Health Geography and Disease Modeling Laboratory, University of Cincinnati, Cincinnati, USA.
Int J Health Geogr. 2018 Jul 11;17(1):27. doi: 10.1186/s12942-018-0146-8.
Large geographical variations in the intensity of the HIV epidemic in sub-Saharan Africa call for geographically targeted resource allocation where burdens are greatest. However, data available for mapping the geographic variability of HIV prevalence and detecting HIV 'hotspots' is scarce, and population-based surveillance data are not always available. Here, we evaluated the viability of using clinic-based HIV prevalence data to measure the spatial variability of HIV in South Africa and Tanzania.
Population-based and clinic-based HIV data from a small HIV hyper-endemic rural community in South Africa as well as for the country of Tanzania were used to map smoothed HIV prevalence using kernel interpolation techniques. Spatial variables were included in clinic-based models using co-kriging methods to assess whether cofactors improve clinic-based spatial HIV prevalence predictions. Clinic- and population-based smoothed prevalence maps were compared using partial rank correlation coefficients and residual local indicators of spatial autocorrelation.

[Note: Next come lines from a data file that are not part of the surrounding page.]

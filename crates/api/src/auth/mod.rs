//! Authentication primitives.
//!
//! - [`jwt`] -- validation of access tokens issued by the identity provider.

pub mod jwt;
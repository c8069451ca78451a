//! Local disk storage for video files.
//!
//! Uploads are first written to `<staging>/<uuid>` while the request is
//! being read. The staging directory lives outside the publicly served
//! root. Once the database row exists they are moved to
//! `<root>/<video_id>/<uuid>.<ext>` and only the file name is stored on the
//! row. Staged files that are never placed are removed when dropped.

use std::path::{Path, PathBuf};

use catalog_core::types::DbId;
use tokio::io::AsyncWriteExt;

use crate::config::StorageConfig;

#[derive(Debug, thiserror::Error)]
pub enum StorageError {
    #[error("I/O error on {path}: {source}")]
    Io {
        path: PathBuf,
        #[source]
        source: std::io::Error,
    },
}

fn io_err(path: &Path) -> impl FnOnce(std::io::Error) -> StorageError + '_ {
    move |source| StorageError::Io {
        path: path.to_path_buf(),
        source,
    }
}

/// Video file storage rooted at a single directory.
#[derive(Debug, Clone)]
pub struct VideoStorage {
    root: PathBuf,
    staging: PathBuf,
    public_url: String,
}

impl VideoStorage {
    pub fn new(config: &StorageConfig) -> Self {
        Self {
            root: config.root.clone(),
            staging: config.staging.clone(),
            public_url: config.public_url.trim_end_matches('/').to_string(),
        }
    }

    pub fn root(&self) -> &Path {
        &self.root
    }

    pub fn staging_dir(&self) -> &Path {
        &self.staging
    }

    fn video_dir(&self, video_id: DbId) -> PathBuf {
        self.root.join(video_id.to_string())
    }

    /// Path of a stored file.
    pub fn path_for(&self, video_id: DbId, name: &str) -> PathBuf {
        self.video_dir(video_id).join(name)
    }

    /// Public URL of a stored file.
    pub fn url_for(&self, video_id: DbId, name: &str) -> String {
        format!("{}/{video_id}/{name}", self.public_url)
    }

    /// Open a new empty staging file.
    pub async fn stage(&self, extension: Option<String>) -> Result<StagedFile, StorageError> {
        let dir = &self.staging;
        tokio::fs::create_dir_all(dir).await.map_err(io_err(dir))?;

        let path = dir.join(uuid::Uuid::new_v4().to_string());
        let file = tokio::fs::File::create(&path)
            .await
            .map_err(io_err(&path))?;

        Ok(StagedFile {
            path,
            file: Some(file),
            extension,
            size: 0,
            placed: false,
        })
    }

    /// Move a staged file into the video's directory under a fresh name.
    ///
    /// Returns the stored file name.
    pub async fn place(&self, video_id: DbId, mut staged: StagedFile) -> Result<String, StorageError> {
        staged.close().await?;

        let dir = self.video_dir(video_id);
        tokio::fs::create_dir_all(&dir).await.map_err(io_err(&dir))?;

        let name = match &staged.extension {
            Some(ext) => format!("{}.{ext}", uuid::Uuid::new_v4()),
            None => uuid::Uuid::new_v4().to_string(),
        };
        let dest = dir.join(&name);
        tokio::fs::rename(&staged.path, &dest)
            .await
            .map_err(io_err(&dest))?;
        staged.placed = true;

        Ok(name)
    }

    /// Remove stored files, logging (not failing on) anything that cannot
    /// be removed.
    pub async fn remove_files(&self, video_id: DbId, names: &[String]) {
        for name in names {
            let path = self.path_for(video_id, name);
            match tokio::fs::remove_file(&path).await {
                Ok(()) => tracing::debug!(path = %path.display(), "Removed video file"),
                Err(e) if e.kind() == std::io::ErrorKind::NotFound => {}
                Err(e) => {
                    tracing::warn!(path = %path.display(), error = %e, "Failed to remove video file")
                }
            }
        }
    }

    /// Remove a video's directory and everything in it.
    pub async fn remove_video_dir(&self, video_id: DbId) {
        let dir = self.video_dir(video_id);
        match tokio::fs::remove_dir_all(&dir).await {
            Ok(()) => tracing::debug!(dir = %dir.display(), "Removed video directory"),
            Err(e) if e.kind() == std::io::ErrorKind::NotFound => {}
            Err(e) => {
                tracing::warn!(dir = %dir.display(), error = %e, "Failed to remove video directory")
            }
        }
    }
}

/// An upload being received, held in the staging directory.
#[derive(Debug)]
pub struct StagedFile {
    path: PathBuf,
    file: Option<tokio::fs::File>,
    extension: Option<String>,
    size: u64,
    placed: bool,
}

impl StagedFile {
    /// Bytes written so far.
    pub fn size(&self) -> u64 {
        self.size
    }

    pub async fn write_chunk(&mut self, chunk: &[u8]) -> Result<(), StorageError> {
        if let Some(file) = self.file.as_mut() {
            file.write_all(chunk).await.map_err(io_err(&self.path))?;
        }
        self.size += chunk.len() as u64;
        Ok(())
    }

    async fn close(&mut self) -> Result<(), StorageError> {
        if let Some(mut file) = self.file.take() {
            file.flush().await.map_err(io_err(&self.path))?;
        }
        Ok(())
    }
}

impl Drop for StagedFile {
    fn drop(&mut self) {
        if !self.placed {
            drop(self.file.take());
            let _ = std::fs::remove_file(&self.path);
        }
    }
}

/// Lower-cased extension of a client file name, if it has a sane one.
pub fn extension_of(file_name: &str) -> Option<String> {
    let (_, ext) = file_name.rsplit_once('.')?;
    let ext = ext.to_ascii_lowercase();
    if ext.is_empty() || ext.len() > 10 || !ext.bytes().all(|b| b.is_ascii_alphanumeric()) {
        return None;
    }
    Some(ext)
}

// ---------------------------------------------------------------------------
// Tests
// ---------------------------------------------------------------------------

Routinely-collected clinic-based data captured most of the geographical heterogeneity described by population-based data but failed to detect some pockets of high prevalence. Analyses indicated that clinic-based data could accurately predict the spatial location of so-called HIV 'hotspots' in > 50% of the high HIV burden areas.

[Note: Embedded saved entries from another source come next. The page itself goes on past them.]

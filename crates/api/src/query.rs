//! Shared path and query parameter types for API handlers.
//!
//! List endpoints read [`catalog_core::filter::RawListParams`] directly;
//! the types here cover the remaining endpoints.

use axum::extract::{FromRequestParts, Path};
use axum::http::request::Parts;
use catalog_core::filter::Trashed;
use catalog_core::types::DbId;
use serde::Deserialize;

use crate::error::AppError;

/// The `{id}` path segment of a single-record route.
///
/// A segment that is not a UUID is rejected with the JSON error envelope.
#[derive(Debug, Clone, Copy)]
pub struct RecordId(pub DbId);

impl<S> FromRequestParts<S> for RecordId
where
    S: Send + Sync,
{
    type Rejection = AppError;

    async fn from_request_parts(parts: &mut Parts, state: &S) -> Result<Self, Self::Rejection> {
        let Path(id) = Path::<DbId>::from_request_parts(parts, state)
            .await
            .map_err(|rejection| AppError::BadRequest(rejection.body_text()))?;
        Ok(RecordId(id))
    }
}

/// Query parameters for `show` and the write endpoints (`?trashed=with`).
#[derive(Debug, Default, Deserialize)]
pub struct ShowParams {
    pub trashed: Option<String>,
}

impl ShowParams {
    /// Whether a soft-deleted row may be returned.
    pub fn with_trashed(&self) -> bool {
        matches!(
            self.trashed.as_deref().and_then(Trashed::parse),
            Some(Trashed::With | Trashed::Only)
        )
    }
}

#[cfg(test)]
mod tests {
    use super::*;

    #[test]
    fn trashed_flag_accepts_with_and_only() {
        let params = |v: Option<&str>| ShowParams {
            trashed: v.map(str::to_string),
        };
        assert!(params(Some("with")).with_trashed());
        assert!(params(Some("only")).with_trashed());
        assert!(!params(Some("yes")).with_trashed());
        assert!(!params(None).with_trashed());
    }
}
//! PostgreSQL persistence for the video catalog.
//!
//! - [`models`] -- row structs, validated input DTOs and list filters.
//! - [`repositories`] -- zero-sized repository types with async CRUD,
//!   soft delete and relation sync.

use std::time::Duration;

use sqlx::postgres::PgPoolOptions;

pub mod models;
pub mod repositories;

pub type DbPool = sqlx::PgPool;

/// Create a connection pool from a database URL.
pub async fn create_pool(database_url: &str) -> Result<DbPool, sqlx::Error> {
    PgPoolOptions::new()
        .max_connections(20)
        .acquire_timeout(Duration::from_secs(5))
        .connect(database_url)
        .await
}

/// Round-trip a trivial query to confirm the database is reachable.
pub async fn health_check(pool: &DbPool) -> Result<(), sqlx::Error> {
    sqlx::query_scalar::<_, i32>("SELECT 1")
        .fetch_one(pool)
        .await
        .map(|_| ())
}

/// Apply pending migrations from `db/migrations`.
pub async fn run_migrations(pool: &DbPool) -> Result<(), sqlx::migrate::MigrateError> {
    sqlx::migrate!("../../db/migrations").run(pool).await
}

Clinic-based data can be used to accurately map the broad spatial structure of HIV prevalence and to identify most of the areas where the burden of the infection is concentrated (HIV 'hotspots'). Where population-based data are not available, HIV data collected from health facilities may provide a second-best option to generate valid spatial prevalence estimates for geographical targeting and resource allocation.
撒哈拉以南非洲地区艾滋病毒流行的强度存在很大的地域差异,需要在负担最重的地区进行有针对性的地理资源分配。然而,用于绘制艾滋病毒流行率的地域可变性和检测艾滋病毒“热点”的可用数据稀缺,并且并非总是可以获得基于人群的监测数据。在这里,我们评估了使用基于诊所的艾滋病毒流行率数据来衡量南非和坦桑尼亚艾滋病毒空间变异性的可行性。

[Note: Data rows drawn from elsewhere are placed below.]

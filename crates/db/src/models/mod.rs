//! Domain model structs and DTOs.
//!
//! Each submodule contains:
//! - A `FromRow` + `Serialize` entity struct matching the database row
//! - A `Validate` input DTO read from the request payload, shared by
//!   store and (full-record) update
//! - A list filter with the resource-specific query parameters

pub mod cast_member;
pub mod category;
pub mod genre;
pub mod video;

利用南非一个小型艾滋病毒高度流行的农村社区的基于人群和基于诊所的艾滋病毒数据,使用核插值技术绘制平滑的艾滋病毒流行率图。使用协同克里金方法在基于诊所的模型中包含空间变量,以评估协变量是否可以改善基于诊所的空间艾滋病毒流行率预测。使用部分秩相关系数和残差局部空间自相关指标比较基于诊所和基于人群的平滑流行率图。
常规收集的基于诊所的数据捕捉到了基于人群数据所描述的大部分地域异质性,但未能检测到一些高流行率的地区。分析表明,基于诊所的数据可以准确预测高艾滋病毒负担地区中所谓的艾滋病毒“热点”的空间位置。
基于诊所的数据可用于准确绘制艾滋病毒流行率的广泛空间结构,并确定感染负担集中的大部分地区(艾滋病毒“热点”)。在无法获得基于人群的数据的情况下,从卫生设施收集的艾滋病毒数据可能是生成用于地理定位和资源分配的有效空间流行率估计值的次优选择。